At Rifa’i’s first meeting with the Israelis the question was how the recent war could be used as a window for making peace. It was clear to him from the beginning that it was going to be e
xceptionally difficult: ‘Both sides were interested in making peace: one party wanted to annex Jerusalem and some areas in the West Bank, and the other was not willing even to consider making any territorial concessions. That was the deadlock right from the beginning. The intent for peace was there, but His Majesty was adamant that Israel must return all the territories captured in the war. And the Israelis were unwilling to accept it.’1 Rifa’i’s allegation of Israeli territorial expansionism and diplomatic intransigence after the war is fully supported by the Israeli documentary record.
According to the Israeli record of this first meeting, Abba Eban said that he had come not to negotiate or to make commitments but to clarify two questions. First, could Jordan negotiate and sign a peace treaty with Israel on a separate basis without being dependent on another neighbour?
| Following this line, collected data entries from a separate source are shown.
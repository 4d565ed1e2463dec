//! # Mob Events
//!
//! A kill is described by the mob's type plus a handful of circumstances:
//! how it died, what it looked like, and where it came from.

use bounty_core::{rule_query, Attr};

use crate::ids::{DamageCause, MobType};
use crate::readings;

rule_query! {
    /// Query for mob kill events.
    pub struct MobQuery indexed by MobIndex {
        /// Mob type.
        mob: MobType,
        /// Cause of the last damage taken.
        damage_cause: DamageCause,
        /// Slime and magma cube size.
        size: u8,
        /// Sub-variant (sheep colour, villager profession, ...).
        variant: u8,
        /// Spawned by a monster spawner.
        spawner: bool,
        /// Baby form.
        baby: bool,
        /// Tamed by a player.
        tamed: bool,
        /// Killed by a player, directly or by projectile.
        player_killed: bool,
        /// Converted from or bred by villagers.
        villager: bool,
    }
}

/// Everything the host knows about a mob kill.
#[derive(Clone, Debug, Default, PartialEq, Eq)]
pub struct MobKill {
    /// Every reading of the mob type.
    pub mob: Vec<MobType>,
    /// Cause of the last damage, if known.
    pub damage_cause: Option<DamageCause>,
    /// Size, for mobs that have one.
    pub size: Option<u8>,
    /// Variant, for mobs that have one.
    pub variant: Option<u8>,
    /// Spawned by a monster spawner.
    pub spawner: bool,
    /// Baby form.
    pub baby: bool,
    /// Tamed by a player.
    pub tamed: bool,
    /// Killed by a player.
    pub player_killed: bool,
    /// Villager origin.
    pub villager: bool,
}

impl MobKill {
    /// A plain kill of `mob` with every flag cleared.
    #[must_use]
    pub fn new(mob: MobType) -> Self {
        Self {
            mob: vec![mob],
            ..Self::default()
        }
    }

    /// Sets the damage cause.
    #[must_use]
    pub const fn with_damage_cause(mut self, cause: DamageCause) -> Self {
        self.damage_cause = Some(cause);
        self
    }

    /// Marks the kill as done by a player.
    #[must_use]
    pub const fn with_player_killed(mut self, player_killed: bool) -> Self {
        self.player_killed = player_killed;
        self
    }
}

impl MobQuery {
    /// Builds the query for a live kill.
    #[must_use]
    pub fn event(kill: &MobKill) -> Self {
        Self {
            mob: readings(kill.mob.iter().copied()),
            damage_cause: Attr::from(kill.damage_cause),
            size: Attr::from(kill.size),
            variant: Attr::from(kill.variant),
            spawner: Attr::one(kill.spawner),
            baby: Attr::one(kill.baby),
            tamed: Attr::one(kill.tamed),
            player_killed: Attr::one(kill.player_killed),
            villager: Attr::one(kill.villager),
        }
    }
}

impl From<&MobKill> for MobQuery {
    fn from(kill: &MobKill) -> Self {
        Self::event(kill)
    }
}
//! # Economy Error Types
//!
//! All recoverable errors raised while building rewards from configuration.

use thiserror::Error;

/// Errors that can occur while building ranges and rewards.
#[derive(Error, Debug, Clone, PartialEq)]
pub enum EconomyError {
    /// Text that does not describe a range.
    #[error("invalid range {text:?}: {reason}")]
    InvalidRange {
        /// The offending text.
        text: String,
        /// Why it was rejected.
        reason: &'static str,
    },

    /// A range bound or multiplier that is NaN or infinite.
    #[error("non-finite value {0} in reward configuration")]
    NonFiniteBound(f64),

    /// A resource kind with an empty name.
    #[error("resource kind must have a name")]
    UnknownResource,
}

/// Result type for economy operations.
pub type EconomyResult<T> = Result<T, EconomyError>;
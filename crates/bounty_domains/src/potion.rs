//! # Potion Events

use bounty_core::{rule_query, Attr};

use crate::ids::PotionType;

rule_query! {
    /// Query for brewing events.
    pub struct PotionQuery indexed by PotionIndex {
        /// Effect type.
        potion: PotionType,
        /// Effect tier (1 or 2).
        tier: u8,
        /// Extended duration.
        extended: bool,
        /// Splash potion.
        splash: bool,
    }
}

impl PotionQuery {
    /// Builds the query for a brewed potion.
    #[must_use]
    pub fn event(potion: PotionType, tier: u8, extended: bool, splash: bool) -> Self {
        Self {
            potion: Attr::one(potion),
            tier: Attr::one(tier),
            extended: Attr::one(extended),
            splash: Attr::one(splash),
        }
    }
}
And second, what could the king do to ensure an end to terrorist activities? Hussein’s answer to the first question was that ‘It is not impossible.’ But before taking such a difficult step, he needed to know what kind of a settlement Israel was prepared for. Eban’s answer was evasive: his government saw no reason to come to a binding decision until and unless it was convinced that it had a serious Arab partner for peacemaking. There were three schools of thought, Eban elaborated: those who wanted to keep all the territory west of the Jordan River; those who favoured a settlement with the Palestine Arabs; and those who favoured peace with Jordan on the basis of a new, agreed and secure frontier. Even the last school of thought insisted on four conditions: no return to the borders of 4 June 1967; the changes would take account of security needs and historic association; the area west of the Jordan River would have to be demilitarized; and Jerusalem would remain united as the capital of Israel.